P. Fernando Martínez Galdeano, jesuita
En su última cena el Señor nos da un “mandamiento nuevo”. “Os doy un mandamiento nuevo: amaos los unos a los otros. Como yo os he amado, así también amaos los unos a los otros. Vuestro amor mutuo será el distintivo por el que todo el mundo os reconocerá como discípulos míos” (Jn 13,34-35).
El amor de Jesucristo se nos ha manifestado en la entrega total de su vida en Jesús de Nazaret hasta el ofrecerse a padecer sufrimientos y muerte y pasar así a una vida plena exaltada a la derecha de Dios como la primicia de una cosecha que somos nosotros. “Como primer fruto, Cristo.
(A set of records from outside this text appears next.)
//! WebSocket transport implementation using `tokio-tungstenite`.
//!
//! Connection setup is split the way the client's session expects it:
//! [`WebSocketConnector::connect`] opens the TCP connection, and
//! [`WebSocketTransport::handshake`](Transport::handshake) performs the
//! WebSocket upgrade on it. Only plain `ws://` URLs are supported.
//!
//! # Feature gate
//!
//! This module is only available when the `transport-websocket` feature is enabled
//! (it is enabled by default).
//!
//! # Example
//!
//! ```rust,no_run
//! # async fn example() -> Result<(), rank_matcher_client::RankMatcherError> {
//! use rank_matcher_client::{Connector, Transport, WebSocketConnector};
//!
//! let connector = WebSocketConnector::new("ws://localhost:12310")?;
//! let mut transport = connector.connect().await?;
//! transport.handshake().await?;
//! transport.send("1,5,0".to_string()).await?;
//!
//! if let Some(Ok(frame)) = transport.recv().await {
//!     println!("received: {frame}");
//! }
//!
//! transport.close().await?;
//! # Ok(())
//! # }
//! ```

use async_trait::async_trait;
use futures_util::{SinkExt, StreamExt};
use tokio::net::TcpStream;
use tokio_tungstenite::tungstenite::http::Uri;
use tokio_tungstenite::tungstenite::protocol::Message as WsMessage;

use crate::error::RankMatcherError;
use crate::transport::{Connector, Transport};

/// Type alias for the underlying WebSocket stream.
///
/// Made public so that callers can construct a [`WebSocketTransport`] from an
/// existing stream via [`WebSocketTransport::from_stream`].
pub type WsStream = tokio_tungstenite::WebSocketStream<TcpStream>;

/// Default port for `ws://` URLs that do not name one.
const DEFAULT_WS_PORT: u16 = 80;

/// Opens TCP connections to a Rank Matcher WebSocket endpoint.
#[derive(Debug, Clone)]
pub struct WebSocketConnector {
    url: String,
    authority: String,
}

impl WebSocketConnector {
    /// Validate `url` and prepare a connector for it.
    ///
    /// # Errors
    ///
    /// Returns [`RankMatcherError::InvalidUrl`] if the URL does not parse, is
    /// not a `ws://` URL, or has no host.
    pub fn new(url: impl Into<String>) -> Result<Self, RankMatcherError> {
        let url = url.into();
        let invalid = |reason: String| RankMatcherError::InvalidUrl {
            url: url.clone(),
            reason,
        };

        let uri: Uri = url.parse().map_err(|e| invalid(format!("{e}")))?;
        match uri.scheme_str() {
            Some("ws") => {}
            Some(other) => return Err(invalid(format!("unsupported scheme {other:?}"))),
            None => return Err(invalid("missing scheme".to_string())),
        }
        let host = uri
            .host()
            .filter(|h| !h.is_empty())
            .ok_or_else(|| invalid("missing host".to_string()))?;
        let port = uri.port_u16().unwrap_or(DEFAULT_WS_PORT);
        let authority = if host.contains(':') && !host.starts_with('[') {
            format!("[{host}]:{port}")
        } else {
            format!("{host}:{port}")
        };

        Ok(Self { url, authority })
    }

    pub fn url(&self) -> &str {
        &self.url
    }
}

#[async_trait]
impl Connector for WebSocketConnector {
    type Transport = WebSocketTransport;

    async fn connect(&self) -> Result<WebSocketTransport, RankMatcherError> {
        tracing::debug!(url = %self.url, "opening TCP connection");
        let tcp = TcpStream::connect(self.authority.as_str()).await?;
        if let Err(e) = tcp.set_nodelay(true) {
            tracing::debug!("failed to set TCP_NODELAY: {e}");
        }
        Ok(WebSocketTransport {
            url: self.url.clone(),
            stage: Stage::Tcp(tcp),
        })
    }
}

#[derive(Debug)]
enum Stage {
    /// TCP is up, the WebSocket upgrade has not happened yet.
    Tcp(TcpStream),
    Open(WsStream),
    Closed,
}

/// A [`Transport`] implementation backed by a WebSocket connection.
///
/// Wraps a `tokio-tungstenite` [`WebSocketStream`](tokio_tungstenite::WebSocketStream)
/// and carries one protocol frame per WebSocket text message.
///
/// # Cancel Safety
///
/// The [`recv`](Transport::recv) method is cancel-safe. Dropping the future
/// returned by `recv` before it completes will not consume or lose any messages,
/// making it safe to use inside `tokio::select!`.
#[derive(Debug)]
pub struct WebSocketTransport {
    url: String,
    stage: Stage,
}

impl WebSocketTransport {
    /// Create a [`WebSocketTransport`] from an already-upgraded WebSocket stream.
    ///
    /// This is useful when you need custom headers or any other connection
    /// setup that [`WebSocketConnector`] does not expose. The handshake of a
    /// transport built this way is a no-op.
    pub fn from_stream(stream: WsStream) -> Self {
        Self {
            url: String::new(),
            stage: Stage::Open(stream),
        }
    }

    fn stream(&mut self) -> Result<&mut WsStream, RankMatcherError> {
        match &mut self.stage {
            Stage::Open(stream) => Ok(stream),
            Stage::Tcp(_) => Err(RankMatcherError::TransportSend(
                "WebSocket handshake has not completed".to_string(),
            )),
            Stage::Closed => Err(RankMatcherError::TransportClosed),
        }
    }
}

#[async_trait]
impl Transport for WebSocketTransport {
    async fn handshake(&mut self) -> Result<(), RankMatcherError> {
        let tcp = match std::mem::replace(&mut self.stage, Stage::Closed) {
            Stage::Tcp(tcp) => tcp,
            Stage::Open(stream) => {
                self.stage = Stage::Open(stream);
                return Ok(());
            }
            Stage::Closed => return Err(RankMatcherError::TransportClosed),
        };

        let (stream, _response) = tokio_tungstenite::client_async(self.url.as_str(), tcp)
            .await
            .map_err(|e| {
                let kind = match &e {
                    tokio_tungstenite::tungstenite::Error::Io(io) => io.kind(),
                    _ => std::io::ErrorKind::Other,
                };
                RankMatcherError::Io(std::io::Error::new(kind, e))
            })?;

        tracing::info!(url = %self.url, "WebSocket connection established");
        self.stage = Stage::Open(stream);
        Ok(())
    }

    async fn send(&mut self, frame: String) -> Result<(), RankMatcherError> {
        self.stream()?
            .send(WsMessage::Text(frame.into()))
            .await
            .map_err(|e| RankMatcherError::TransportSend(e.to_string()))
    }

    async fn recv(&mut self) -> Option<Result<String, RankMatcherError>> {
        let stream = match &mut self.stage {
            Stage::Open(stream) => stream,
            Stage::Tcp(_) | Stage::Closed => return None,
        };
        loop {
            let msg = match stream.next().await {
                Some(Ok(msg)) => msg,
                Some(Err(e)) => {
                    return Some(Err(RankMatcherError::TransportReceive(e.to_string())));
                }
                None => return None,
            };

            match msg {
                WsMessage::Text(text) => return Some(Ok(text.to_string())),
                WsMessage::Close(frame) => {
                    tracing::debug!(?frame, "received WebSocket close frame");
                    return None;
                }
                WsMessage::Ping(_) | WsMessage::Pong(_) => {
                    // tungstenite answers pings itself.
                }
                WsMessage::Binary(_) => {
                    tracing::warn!("received unexpected binary WebSocket frame, skipping");
                }
                WsMessage::Frame(_) => {
                    tracing::debug!("received raw WebSocket frame, skipping");
                }
            }
        }
    }

    async fn close(&mut self) -> Result<(), RankMatcherError> {
        match std::mem::replace(&mut self.stage, Stage::Closed) {
            Stage::Open(mut stream) => stream
                .close(None)
                .await
                .map_err(|e| RankMatcherError::TransportSend(e.to_string())),
            Stage::Tcp(_) | Stage::Closed => Ok(()),
        }
    }
}

#[cfg(test)]
#[cfg(feature = "transport-websocket")]
#[allow(
    clippy::unwrap_used,
    clippy::expect_used,
    clippy::panic,
    clippy::todo,
    clippy::unimplemented,
    clippy::indexing_slicing
)]
mod tests {
    use super::*;
    use tokio::net::TcpListener;

    #[test]
    fn websocket_transport_is_send_and_debug() {
        fn assert_bounds<T: Send + std::fmt::Debug>() {}
        assert_bounds::<WebSocketTransport>();
        assert_bounds::<WebSocketConnector>();
    }

    #[test]
    fn rejects_unusable_urls() {
        for url in ["not a url", "wss://example.com/", "http://example.com", "/path"] {
            let err = WebSocketConnector::new(url).unwrap_err();
            assert!(
                matches!(err, RankMatcherError::InvalidUrl { .. }),
                "{url}: {err:?}"
            );
        }
    }

    #[test]
    fn default_port_is_applied() {
        let connector = WebSocketConnector::new("ws://matcher.local/").unwrap();
        assert_eq!(connector.authority, "matcher.local:80");
        let connector = WebSocketConnector::new("ws://127.0.0.1:12310").unwrap();
        assert_eq!(connector.authority, "127.0.0.1:12310");
    }

    #[tokio::test]
    async fn connect_fails_with_unreachable_host() {
        let connector = WebSocketConnector::new("ws://127.0.0.1:1").unwrap();
        let err = connector.connect().await.unwrap_err();
        assert!(matches!(err, RankMatcherError::Io(_)));
    }

    // ── Mock-server helpers ─────────────────────────────────────────────

    /// Start a local WebSocket server that runs `handler` on the accepted
    /// connection and returns the URL to connect to.
    async fn start_mock_server<F, Fut>(handler: F) -> String
    where
        F: FnOnce(tokio_tungstenite::WebSocketStream<TcpStream>) -> Fut + Send + 'static,
        Fut: std::future::Future<Output = ()> + Send,
    {
        let listener = TcpListener::bind("127.0.0.1:0").await.unwrap();
        let addr = listener.local_addr().unwrap();

        tokio::spawn(async move {
            let (tcp, _) = listener.accept().await.unwrap();
            let ws = tokio_tungstenite::accept_async(tcp).await.unwrap();
            handler(ws).await;
        });

        format!("ws://{addr}")
    }

    async fn open(url: &str) -> WebSocketTransport {
        let mut transport = WebSocketConnector::new(url).unwrap().connect().await.unwrap();
        transport.handshake().await.unwrap();
        transport
    }

    // ── Mock-server tests ───────────────────────────────────────────────

    #[tokio::test]
    async fn send_before_handshake_is_rejected() {
        let url = start_mock_server(|mut ws| async move {
            while let Some(Ok(_)) = ws.next().await {}
        })
        .await;

        let mut transport = WebSocketConnector::new(url.as_str())
            .unwrap()
            .connect()
            .await
            .unwrap();
        let err = transport.send("1,5,0".to_string()).await.unwrap_err();
        assert!(matches!(err, RankMatcherError::TransportSend(_)));
    }

    #[tokio::test]
    async fn recv_receives_text_frames() {
        let url = start_mock_server(|mut ws| async move {
            ws.send(WsMessage::Text("1,9,3,bad".into())).await.unwrap();
            ws.send(WsMessage::Text("1,6,0".into())).await.unwrap();
            ws.close(None).await.unwrap();
        })
        .await;

        let mut transport = open(&url).await;
        assert_eq!(transport.recv().await.unwrap().unwrap(), "1,9,3,bad");
        assert_eq!(transport.recv().await.unwrap().unwrap(), "1,6,0");
    }

    #[tokio::test]
    async fn recv_returns_none_on_close_frame() {
        let url = start_mock_server(|mut ws| async move {
            ws.close(None).await.unwrap();
        })
        .await;

        let mut transport = open(&url).await;
        assert!(transport.recv().await.is_none());
    }

    #[tokio::test]
    async fn recv_skips_binary_frames() {
        let url = start_mock_server(|mut ws| async move {
            ws.send(WsMessage::Binary(vec![0xDE, 0xAD].into()))
                .await
                .unwrap();
            ws.send(WsMessage::Text("1,6,0".into())).await.unwrap();
            ws.close(None).await.unwrap();
        })
        .await;

        let mut transport = open(&url).await;
        assert_eq!(transport.recv().await.unwrap().unwrap(), "1,6,0");
    }

    #[tokio::test]
    async fn send_after_close_returns_transport_closed() {
        let url = start_mock_server(|mut ws| async move {
            while let Some(Ok(_)) = ws.next().await {}
        })
        .await;

        let mut transport = open(&url).await;
        transport.close().await.unwrap();
        // Closing twice is fine.
        transport.close().await.unwrap();

        let err = transport.send("1,5,0".to_string()).await.unwrap_err();
        assert!(matches!(err, RankMatcherError::TransportClosed));
        assert!(transport.recv().await.is_none());
    }

    #[tokio::test]
    async fn send_round_trip() {
        let url = start_mock_server(|mut ws| async move {
            if let Some(Ok(WsMessage::Text(text))) = ws.next().await {
                ws.send(WsMessage::Text(text)).await.unwrap();
            }
            ws.close(None).await.unwrap();
        })
        .await;

        let mut transport = open(&url).await;
        transport.send("1,2,6,lobby1".to_string()).await.unwrap();
        assert_eq!(transport.recv().await.unwrap().unwrap(), "1,2,6,lobby1");
    }

    #[tokio::test]
    async fn from_stream_skips_handshake() {
        let url = start_mock_server(|mut ws| async move {
            ws.send(WsMessage::Text("1,6,0".into())).await.unwrap();
            ws.close(None).await.unwrap();
        })
        .await;

        let (ws_stream, _) = tokio_tungstenite::client_async(
            url.as_str(),
            TcpStream::connect(url.trim_start_matches("ws://")).await.unwrap(),
        )
        .await
        .unwrap();
        let mut transport = WebSocketTransport::from_stream(ws_stream);
        transport.handshake().await.unwrap();

        assert_eq!(transport.recv().await.unwrap().unwrap(), "1,6,0");
    }
}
Luego, el día de su gloriosa manifestación, los que pertenezcan a Cristo. Después tendrá lugar el fin, cuando destruido todo principado, toda potestad y todo poder, Cristo entregue el reino a Dios Padre” (I Cor 15,23-24).
En primer lugar, Jesús se dirige a sus apóstoles, a sus discípulos, a la Iglesia que está siendo edificada en su comunión. Si ellos han de proseguir con su misión de salvación hacia los demás, han de amarse entre sí de forma nueva con la ofrenda de sus vidas y dando testimonio de vida plena. La vida nueva corresponde al Espíritu que ha de alentar en ellos por la fe. Este mandamiento nuevo es el caballo de batalla del ser en verdad Iglesia como sacramento salvador en medio del mundo; o más bien quedarse simplemente en ser una asociación humana que se reúne para hacer cosas buenas y encauzar las inquietudes religiosas de sus miembros. Quizás la tarea más urgente de la Iglesia de hoy sea la de que sus miembros se quieran entre ellos como animados por un sólo Espíritu, una misma fe. El que puedan alcanzar el ser signos de salvación, una “buena noticia”.